Task goal. The expected answer comprises all lines from the entries that contain the string "destination".

Start of The records

//! The volume finite-state automaton: one run converges the observed
//! nexus/replica state onto a volume's declared spec by at most one
//! corrective action, then returns so the caller re-evaluates from the
//! top on the next run.

use super::{
    scheduling::{choose_pools, score_replica},
    volume::Volume,
};
use common::errors::{NodeNotFound, NotEnough, SvcError};
use mbus_api::v0::{
    AddNexusChild,
    ChildState,
    ChildUri,
    CreateNexus,
    CreateReplica,
    DestroyNexus,
    DestroyReplica,
    NexusId,
    NexusState,
    NodeId,
    PoolState,
    Protocol,
    Replica,
    ReplicaId,
    RemoveNexusChild,
    ShareNexus,
    ShareReplica,
    UnshareNexus,
    UnshareReplica,
    VolumeState,
};
use snafu::OptionExt;

use crate::core::{
    registry::Registry,
    wrapper::{ClientOps, GetterOps},
};

/// Run one pass of the FSA. Returns once any action has changed
/// observable state, so the caller's next-run-requested flag (or this
/// same loop, if set) re-evaluates from the top.
pub(crate) async fn run(volume: &Volume) -> Result<(), SvcError> {
    let span = tracing::info_span!("fsa_run", volume.uuid = %volume.uuid());
    let _enter = span.enter();

    if is_pending(volume).await {
        return Ok(());
    }
    if handle_destroyed(volume).await? {
        return Ok(());
    }
    if handle_stray_unpublish(volume).await? {
        return Ok(());
    }

    let active = match active_replicas(volume).await {
        Some(active) if !active.is_empty() => active,
        _ => {
            set_state(volume, VolumeState::Faulted).await;
            volume
                .complete_publish(Err(SvcError::OperationNotAllowed {
                    vol_id: volume.uuid().clone(),
                    operation: "Publish".to_string(),
                    details: "no online replica is available".to_string(),
                }))
                .await;
            return Ok(());
        }
    };

    let desired_node = desired_nexus_node(volume, &active).await;

    if create_nexus_if_needed(volume, &active, &desired_node).await? {
        return Ok(());
    }
    if recreate_nexus_on_wrong_node(volume, &desired_node).await? {
        return Ok(());
    }
    ensure_replica_shares(volume, &active, &desired_node).await?;

    if pair_children(volume, &active).await? {
        return Ok(());
    }

    if count_and_maybe_degrade(volume, &active).await? {
        return Ok(());
    }

    publish_if_needed(volume, &desired_node).await?;
    add_required_node_outlier(volume, &active).await?;
    destroy_unpublished_nexus(volume).await?;

    Ok(())
}

async fn is_pending(volume: &Volume) -> bool {
    volume.lock().await.state == VolumeState::Creating
}

/// Step 2: tear everything down once the volume is marked for destruction.
async fn handle_destroyed(volume: &Volume) -> Result<bool, SvcError> {
    if volume.lock().await.state != VolumeState::Destroying {
        return Ok(false);
    }
    let result = teardown(volume).await;
    match &result {
        Ok(()) => {
            volume.complete_destroy(Ok(())).await;
        }
        Err(error) => {
            tracing::error!("failed to tear down volume '{}': {}", volume.uuid(), error);
            volume.complete_destroy(Err(clone_error(error))).await;
        }
    }
    result.map(|_| true)
}

async fn teardown(volume: &Volume) -> Result<(), SvcError> {
    let nexus = volume.lock().await.nexus.clone();
    if let Some(nexus) = nexus {
        destroy_nexus(volume, &nexus.node, &nexus.uuid).await?;
        volume.lock().await.nexus = None;
    }
    let replicas: Vec<Replica> =
        volume.lock().await.replicas.values().cloned().collect();
    for replica in replicas {
        let node = volume
            .registry()
            .get_node_wrapper(&replica.node)
            .await
            .context(NodeNotFound {
                node_id: replica.node.clone(),
            })?;
        let destroyed = node
            .destroy_replica(&DestroyReplica {
                node: replica.node.clone(),
                pool: replica.pool.clone(),
                uuid: replica.uuid.clone(),
            })
            .await;
        // a `NotFound` on a destroy-type RPC is treated as success
        if destroyed.is_ok() {
            volume.lock().await.replicas.remove(&replica.node);
        }
    }
    Ok(())
}

/// Step 3: a nexus survives an unpublish request alone; finish tearing it
/// down (or destroying it if already offline) here.
async fn handle_stray_unpublish(volume: &Volume) -> Result<bool, SvcError> {
    let (nexus, published_on) = {
        let observed = volume.lock().await;
        (observed.nexus.clone(), observed.published_on.clone())
    };
    let nexus = match nexus {
        Some(nexus) if published_on.is_none() => nexus,
        _ => return Ok(false),
    };

    if !nexus.device_uri.is_empty() {
        unshare_nexus(volume, &nexus.node, &nexus.uuid).await?;
    } else if nexus.state == NexusState::Faulted {
        destroy_nexus(volume, &nexus.node, &nexus.uuid).await?;
        volume.lock().await.nexus = None;
    }
    volume.complete_unpublish(Ok(())).await;
    Ok(true)
}

/// A replica is part of the active set iff its node and pool are both
/// reachable; `None` is returned only if the node registry lookup itself
/// failed, which should not normally happen once a replica has been
/// recorded.
async fn active_replicas(volume: &Volume) -> Option<Vec<Replica>> {
    let (replicas, spec, nexus_node) = {
        let observed = volume.lock().await;
        (
            observed.replicas.values().cloned().collect::<Vec<_>>(),
            observed.spec.clone(),
            observed.nexus.as_ref().map(|n| n.node.clone()),
        )
    };
    let registry = volume.registry();
    let mut scored = Vec::new();
    for replica in replicas {
        if replica_online(registry, &replica).await {
            let score = score_replica(&replica, true, &spec, nexus_node.as_ref());
            scored.push((score, replica));
        }
    }
    scored.sort_by(|a, b| b.0.cmp(&a.0));
    Some(scored.into_iter().map(|(_, r)| r).collect())
}

async fn replica_online(registry: &Registry, replica: &Replica) -> bool {
    match registry.get_node_wrapper(&replica.node).await {
        None => false,
        Some(node) => {
            let node_online = node.lock().await.is_online();
            let pool_ok = GetterOps::pool(&node, &replica.pool)
                .await
                .map(|p| p.state != PoolState::Faulted)
                .unwrap_or(false);
            node_online && pool_ok
        }
    }
}
//! Display stage: pushes converted frames to the panel

use anyhow::Result;
use log::{info, warn};
use std::sync::Arc;

use super::error::PipelineError;
use super::queue::FrameQueue;
use super::stage::{PipelineStage, StageContext};
use crate::display::fit::FitRect;
use crate::display::{AreaRequest, DeviceError, DisplayDevice, Orientation};

pub struct DisplayStage {
    device: Box<dyn DisplayDevice>,
    input: Arc<FrameQueue>,
    ctx: StageContext,
}

impl DisplayStage {
    pub fn new(device: Box<dyn DisplayDevice>, input: Arc<FrameQueue>, ctx: StageContext) -> Self {
        Self { device, input, ctx }
    }

    /// Bring the panel up and publish the destination geometry
    ///
    /// Reads the source geometry, so the decoder must be open already.
    pub fn init(&mut self, orientation: Orientation, request: &AreaRequest) -> Result<FitRect, PipelineError> {
        let name = self.device.name();
        let fail = |e: DeviceError| PipelineError::init("display", e);

        self.device.init(&self.ctx.config).map_err(fail)?;
        if let Err(e) = self.device.clear() {
            warn!("DisplayStage: {} clear failed: {}", name, e);
        }
        self.device.set_orientation(orientation).map_err(fail)?;

        let source = self
            .ctx
            .geometry
            .source
            .require()
            .map_err(|e| PipelineError::init("display", e))?;
        let area = self.device.set_area(request, source).map_err(fail)?;
        self.device
            .negotiate_geometry(&self.ctx.geometry.destination)
            .map_err(fail)?;

        info!(
            "DisplayStage: {} ready, orientation {}, area {}x{}",
            name, orientation, area.width, area.height
        );
        Ok(area)
    }
}

impl PipelineStage for DisplayStage {
    fn run(&mut self) -> Result<()> {
        let name = self.device.name();
        let mut shown = 0u64;
        let mut failed = 0u64;
        info!("DisplayStage: started ({})", name);

        while self.ctx.state.is_running() {
            let Some(frame) = self.input.pop() else {
                break;
            };
            match self.device.render_frame(&frame) {
                Ok(()) => {
                    shown += 1;
                    self.ctx.health.record_frame_displayed();
                    self.ctx.state.mark_frame_changed();
                }
                Err(e) => {
                    failed += 1;
                    warn!("DisplayStage: {} render failed (pts={:?}): {}", name, frame.pts, e);
                    self.ctx.health.record_device_error();
                }
            }
        }

        self.input.shutdown();
        info!("DisplayStage: finished ({} shown, {} failed)", shown, failed);
        Ok(())
    }

    fn name(&self) -> &'static str {
        "DisplayStage"
    }
}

End of The records

Exercise answer.
    /// Bring the panel up and publish the destination geometry
            .negotiate_geometry(&self.ctx.geometry.destination)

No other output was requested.